◆ WHAT TO DO
Read through the listing below and return only the lines containing "authoring".

══ SOURCE MATERIAL ══

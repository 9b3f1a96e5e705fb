//! Ready-made validators for common Taiwanese storefront inputs.
//!
//! Each returns `None` when the value is acceptable, otherwise the message to
//! show. They can be plugged into [`super::SubmissionValidators`] or used as
//! the validator of a [`super::Condition`].

use std::sync::LazyLock;

use regex::Regex;

static EMAIL_RE: LazyLock<Regex> =
    LazyLock::new(|| Regex::new(r"^[^\s@]+@[^\s@]+\.[^\s@]+$").expect("valid regex"));

static TAIWAN_PHONE_RE: LazyLock<Regex> =
    LazyLock::new(|| Regex::new(r"^(\+886|0)?9\d{8}$").expect("valid regex"));

static TAIWAN_ID_RE: LazyLock<Regex> =
    LazyLock::new(|| Regex::new(r"^[A-Z][12]\d{8}$").expect("valid regex"));

static SPECIAL_CHAR_RE: LazyLock<Regex> = LazyLock::new(|| {
    Regex::new(r#"[!@#$%^&*()_+\-=\[\]{};':"\\|,.<>/?]"#).expect("valid regex")
});

/// Area letters in checksum order; a letter's value is its index plus 10.
const ID_LETTERS: &str = "ABCDEFGHJKLMNPQRSTUVXYWZIO";

pub fn email(value: &str) -> Option<String> {
    (!EMAIL_RE.is_match(value)).then(|| "請輸入有效的電子郵件地址".to_string())
}

/// Mobile numbers such as `0912345678` or `+886912345678`; spaces are ignored.
pub fn taiwan_phone(value: &str) -> Option<String> {
    let compact: String = value.chars().filter(|c| !c.is_whitespace()).collect();
    (!TAIWAN_PHONE_RE.is_match(&compact)).then(|| "請輸入有效的台灣手機號碼".to_string())
}

/// National identification number: format first, then the check digit.
pub fn taiwan_id(value: &str) -> Option<String> {
    if !TAIWAN_ID_RE.is_match(value) {
        return Some("請輸入有效的身分證字號格式".to_string());
    }

    let bytes = value.as_bytes();
    let letter_value = ID_LETTERS
        .bytes()
        .position(|letter| letter == bytes[0])
        .map_or(0, |index| index as u32 + 10);
    let digits: Vec<u32> = bytes[1..].iter().map(|b| u32::from(b - b'0')).collect();

    let weighted: u32 = digits[..8]
        .iter()
        .zip((1..=8).rev())
        .map(|(digit, weight)| digit * weight)
        .sum();
    let checksum = letter_value / 10 + (letter_value % 10) * 9 + weighted + digits[8];

    (checksum % 10 != 0).then(|| "身分證字號檢查碼錯誤".to_string())
}

/// Reports the first unmet requirement.
pub fn strong_password(value: &str) -> Option<String> {
    let message = if value.chars().count() < 8 {
        "密碼至少需要 8 個字符"
    } else if !value.chars().any(|c| c.is_ascii_uppercase()) {
        "密碼需要包含至少一個大寫字母"
    } else if !value.chars().any(|c| c.is_ascii_lowercase()) {
        "密碼需要包含至少一個小寫字母"
    } else if !value.chars().any(|c| c.is_ascii_digit()) {
        "密碼需要包含至少一個數字"
    } else if !SPECIAL_CHAR_RE.is_match(value) {
        "密碼需要包含至少一個特殊字符"
    } else {
        return None;
    };
    Some(message.to_string())
}

/// Absolute URL with a scheme.
pub fn url(value: &str) -> Option<String> {
    url::Url::parse(value)
        .err()
        .map(|_| "請輸入有效的 URL".to_string())
}

#[cfg(test)]
mod tests {
    use super::*;

    #[test]
    fn email_addresses() {
        assert_eq!(email("player@example.com"), None);
        assert!(email("player@example").is_some());
        assert!(email("pla yer@example.com").is_some());
        assert_eq!(email("").as_deref(), Some("請輸入有效的電子郵件地址"));
    }

    #[test]
    fn taiwan_phone_numbers() {
        assert_eq!(taiwan_phone("0912345678"), None);
        assert_eq!(taiwan_phone("0912 345 678"), None);
        assert_eq!(taiwan_phone("+886912345678"), None);
        assert_eq!(taiwan_phone("912345678"), None);
        assert_eq!(
            taiwan_phone("0212345678").as_deref(),
            Some("請輸入有效的台灣手機號碼")
        );
    }

    #[test]
    fn taiwan_id_checksum() {
        assert_eq!(taiwan_id("A123456789"), None);
        assert_eq!(
            taiwan_id("A123456788").as_deref(),
            Some("身分證字號檢查碼錯誤")
        );
        assert_eq!(
            taiwan_id("A323456789").as_deref(),
            Some("請輸入有效的身分證字號格式")
        );
        assert_eq!(
            taiwan_id("a123456789").as_deref(),
            Some("請輸入有效的身分證字號格式")
        );
    }

    #[test]
    fn password_reports_first_missing_class() {
        assert_eq!(strong_password("Ab1!").as_deref(), Some("密碼至少需要 8 個字符"));
        assert_eq!(
            strong_password("abcdefg1!").as_deref(),
            Some("密碼需要包含至少一個大寫字母")
        );
        assert_eq!(
            strong_password("ABCDEFG1!").as_deref(),
            Some("密碼需要包含至少一個小寫字母")
        );
        assert_eq!(
            strong_password("Abcdefgh!").as_deref(),
            Some("密碼需要包含至少一個數字")
        );
        assert_eq!(
            strong_password("Abcdefg12").as_deref(),
            Some("密碼需要包含至少一個特殊字符")
        );
        assert_eq!(strong_password("Abcdefg1!"), None);
    }

    #[test]
    fn urls() {
        assert_eq!(url("https://example.com/path?q=1"), None);
        assert_eq!(url("example.com").as_deref(), Some("請輸入有效的 URL"));
    }
}
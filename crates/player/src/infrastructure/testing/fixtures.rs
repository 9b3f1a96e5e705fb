//! Test doubles for the platform ports.

use std::sync::atomic::{AtomicU64, Ordering};
use std::sync::Arc;

use crate::infrastructure::platform::MemoryStorageProvider;
use crate::ports::outbound::TimeProvider;
use crate::state::Platform;

/// Clock that only moves when told to.
#[derive(Debug, Default)]
pub struct ManualClock {
    now: AtomicU64,
}

impl ManualClock {
    pub fn new(now_millis: u64) -> Self {
        Self {
            now: AtomicU64::new(now_millis),
        }
    }

    pub fn set(&self, now_millis: u64) {
        self.now.store(now_millis, Ordering::SeqCst);
    }

    pub fn advance(&self, millis: u64) {
        self.now.fetch_add(millis, Ordering::SeqCst);
    }
}

impl TimeProvider for ManualClock {
    fn now_millis(&self) -> u64 {
        self.now.load(Ordering::SeqCst)
    }
}

/// 2025-01-01T00:00:00Z
pub const FIXED_NOW_MILLIS: u64 = 1_735_689_600_000;

/// A platform over a manual clock and in-memory storage, with handles to both.
pub fn memory_platform() -> (Platform, Arc<ManualClock>, Arc<MemoryStorageProvider>) {
    memory_platform_with(MemoryStorageProvider::new())
}

pub fn memory_platform_with(
    storage: MemoryStorageProvider,
) -> (Platform, Arc<ManualClock>, Arc<MemoryStorageProvider>) {
    let clock = Arc::new(ManualClock::new(FIXED_NOW_MILLIS));
    let storage = Arc::new(storage);
    let platform = Platform::from_shared(clock.clone(), storage.clone());
    (platform, clock, storage)
}
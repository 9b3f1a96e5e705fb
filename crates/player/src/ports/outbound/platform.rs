//! Platform abstraction ports
//!
//! These traits isolate wall-clock time and durable key-value storage so the
//! draft layer and the form orchestration stay testable.
//!
//! NOTE: The `Platform` struct (DI container) that aggregates these traits
//! lives in `state/platform.rs`, not here.

use thiserror::Error;

/// Time operations abstraction
pub trait TimeProvider: Send + Sync {
    /// Get current time in milliseconds since epoch
    fn now_millis(&self) -> u64;
}

/// Failure of a storage write or delete.
#[derive(Debug, Error)]
pub enum StorageError {
    #[error("Storage I/O failed at {path}: {source}")]
    Io {
        path: String,
        #[source]
        source: std::io::Error,
    },

    #[error("Storage quota exceeded writing '{key}' ({needed} of {limit} bytes)")]
    QuotaExceeded {
        key: String,
        needed: usize,
        limit: usize,
    },

    #[error("Failed to serialize storage contents: {0}")]
    Serialize(#[from] serde_json::Error),

    #[error("Storage lock poisoned")]
    LockPoisoned,
}

/// Persistent key-value storage (localStorage equivalent)
pub trait StorageProvider: Send + Sync {
    /// Save a string value with the given key
    fn save(&self, key: &str, value: &str) -> Result<(), StorageError>;

    /// Load a string value by key, returns None if not found
    fn load(&self, key: &str) -> Option<String>;

    /// Remove a value by key; removing a missing key succeeds
    fn remove(&self, key: &str) -> Result<(), StorageError>;
}

/// Storage key conventions
pub mod storage_keys {
    /// Prefix of every draft entry
    pub const DRAFT_PREFIX: &str = "draft_";

    pub fn draft(key: &str) -> String {
        format!("{DRAFT_PREFIX}{key}")
    }
}
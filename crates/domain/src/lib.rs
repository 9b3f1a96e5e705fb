//! Domain model of the game top-up storefront.
//!
//! Games describe the account details an order needs through a per-game form
//! schema ([`GameConfig`]). This crate holds that schema, the values a customer
//! enters ([`FormValue`]), the validation engine that checks them, and the
//! editing rules the admin console applies when authoring fields.

pub mod authoring;
pub mod error;
pub mod form_value;
pub mod game_config;
pub mod ids;
pub mod storefront;
pub mod validation;

pub use authoring::{AuthoringErrors, FieldAuthoringForm, RuleInputs};
pub use error::DomainError;
pub use form_value::{format_number, is_blank, FormValue, FormValueMap};
pub use game_config::{
    sort_fields, FieldDefinition, FieldType, GameConfig, NewField, ValidationRules,
};
pub use ids::{FieldId, GameId, PackageId, PaymentMethodId};
pub use storefront::{Game, GamePackage, OrderFormData, PaymentMethod};
pub use validation::{
    special, validate_async, validate_conditional, validate_field, validate_field_realtime,
    validate_field_with_messages, validate_for_submission, validate_form,
    validate_form_with_messages, Condition, MessageOverrides, SubmissionValidators,
    ValidationError, ValidationErrorKind, ValidationMode, ValidationResult,
};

═══

◆ SOLUTION TO THIS EXERCISE
//! editing rules the admin console applies when authoring fields.
pub mod authoring;
pub use authoring::{AuthoringErrors, FieldAuthoringForm, RuleInputs};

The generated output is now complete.